The code does not seem to be consistent with the formula given in 3.3
if self.args.with_reid:
emb_dists = matching.embedding_distance(strack_pool, detections) / 2.0#计算特征的cost矩阵
raw_emb_dists = emb_dists.copy()
emb_dists[emb_dists > self.appearance_thresh] = 1.0
emb_dists[ious_dists_mask] = 1.0
dists = np.minimum(ious_dists, emb_dists)#使用矩阵中每个元素的最小值作为成本矩阵C的最终值
(1)the first question is Why should multiply 0.5 in formula 12 ?how 0.5 comes? (2)Another problem is that the code is different from Formula 12, which seems to divide the cosine distance matrix by 2 before comparing the distance (3)The last question is, won't taking the minimum loss effective information?

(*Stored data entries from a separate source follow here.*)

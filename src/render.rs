use egui::{epaint::Mesh, Color32, Pos2, Rect, Shape};
use glam::Vec2;

/// Segments used to approximate the glow disc
const GLOW_SEGMENTS: u32 = 48;
/// Thinnest line the painter will emit, in points
const MIN_LINE_WIDTH: f32 = 0.5;

/// 2D drawing surface the particle field renders into.
pub trait Canvas {
    /// Synchronizes the backing surface with the host's logical size.
    fn resize(&mut self, width: u32, height: u32);
    fn clear(&mut self, width: f32, height: f32);
    fn fill_circle(&mut self, center: Vec2, radius: f32, color: Color32);
    /// Line whose colour blends from `from_color` to `to_color`.
    fn stroke_gradient(
        &mut self,
        from: Vec2,
        to: Vec2,
        from_color: Color32,
        to_color: Color32,
        width: f32,
    );
    /// Disc fading from `inner` at the centre to `outer` at `radius`.
    fn fill_radial_glow(&mut self, center: Vec2, radius: f32, inner: Color32, outer: Color32);
}

/// Opacity of a link between two points `distance` apart, `None` when they
/// are too far apart to be linked.
pub fn link_opacity(distance: f32, threshold: f32, multiplier: f32) -> Option<f32> {
    if threshold <= 0.0 || distance >= threshold {
        return None;
    }

    Some((1.0 - distance / threshold) * multiplier)
}

/// Canvas backed by an egui painter on the background layer.
pub struct PainterCanvas {
    painter: egui::Painter,
    background: Color32,
}

impl PainterCanvas {
    pub fn new(ctx: &egui::Context, background: Color32) -> Self {
        let painter = egui::Painter::new(
            ctx.clone(),
            egui::LayerId::background(),
            Rect::from_min_size(Pos2::ZERO, egui::Vec2::ZERO),
        );

        Self {
            painter,
            background,
        }
    }

    pub fn set_background(&mut self, background: Color32) {
        self.background = background;
    }
}

fn pos(v: Vec2) -> Pos2 {
    Pos2::new(v.x, v.y)
}

impl Canvas for PainterCanvas {
    fn resize(&mut self, width: u32, height: u32) {
        self.painter.set_clip_rect(Rect::from_min_size(
            Pos2::ZERO,
            egui::Vec2::new(width as f32, height as f32),
        ));
    }

    fn clear(&mut self, width: f32, height: f32) {
        self.painter.rect_filled(
            Rect::from_min_size(Pos2::ZERO, egui::Vec2::new(width, height)),
            0.0,
            self.background,
        );
    }

    fn fill_circle(&mut self, center: Vec2, radius: f32, color: Color32) {
        self.painter.circle_filled(pos(center), radius, color);
    }

    fn stroke_gradient(
        &mut self,
        from: Vec2,
        to: Vec2,
        from_color: Color32,
        to_color: Color32,
        width: f32,
    ) {
        let direction = (to - from).normalize_or_zero();
        if direction == Vec2::ZERO {
            return;
        }
        let offset = direction.perp() * (width.max(MIN_LINE_WIDTH) / 2.0);

        let mut mesh = Mesh::default();
        mesh.colored_vertex(pos(from + offset), from_color);
        mesh.colored_vertex(pos(from - offset), from_color);
        mesh.colored_vertex(pos(to + offset), to_color);
        mesh.colored_vertex(pos(to - offset), to_color);
        mesh.add_triangle(0, 1, 2);
        mesh.add_triangle(1, 3, 2);

        self.painter.add(Shape::mesh(mesh));
    }

    fn fill_radial_glow(&mut self, center: Vec2, radius: f32, inner: Color32, outer: Color32) {
        if radius <= 0.0 {
            return;
        }

        let mut mesh = Mesh::default();
        mesh.colored_vertex(pos(center), inner);
        for i in 0..GLOW_SEGMENTS {
            let angle = i as f32 / GLOW_SEGMENTS as f32 * std::f32::consts::TAU;
            mesh.colored_vertex(pos(center + Vec2::from_angle(angle) * radius), outer);
        }
        for i in 0..GLOW_SEGMENTS {
            mesh.add_triangle(0, 1 + i, 1 + (i + 1) % GLOW_SEGMENTS);
        }

        self.painter.add(Shape::mesh(mesh));
    }
}

pub fn begin_clear_pass<'a>(
    encoder: &'a mut wgpu::CommandEncoder,
    view: &'a wgpu::TextureView,
    background: Color32,
) -> wgpu::RenderPass<'a> {
    let [r, g, b, a] = background.to_normalized_gamma_f32();

    encoder.begin_render_pass(&wgpu::RenderPassDescriptor {
        label: Some("particle network"),
        color_attachments: &[Some(wgpu::RenderPassColorAttachment {
            view,
            resolve_target: None,
            ops: wgpu::Operations {
                load: wgpu::LoadOp::Clear(wgpu::Color {
                    r: r as f64,
                    g: g as f64,
                    b: b as f64,
                    a: a as f64,
                }),
                store: wgpu::StoreOp::Store,
            },
        })],
        depth_stencil_attachment: None,
        timestamp_writes: None,
        occlusion_query_set: None,
    })
}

(1) 0.5 is because the cosine distance is in the range [0, 2] and the 1-IoU is in [0, 1]. (2) Yes, thank you. It is a typo in the paper and will be fixed in the next version. (3) I didn't understand your question, can you ask again in more detail?
@NirAharon thanks for responding to this, but I'm curious what you mean by
cosine distance is in the range [0, 2]
Cosine similarity is [0, 1] and cosine distance is 1 - cosine similarity so it stands to reason the cosine distance range is also [0, 1], or are you using some unique equation for cosine distance?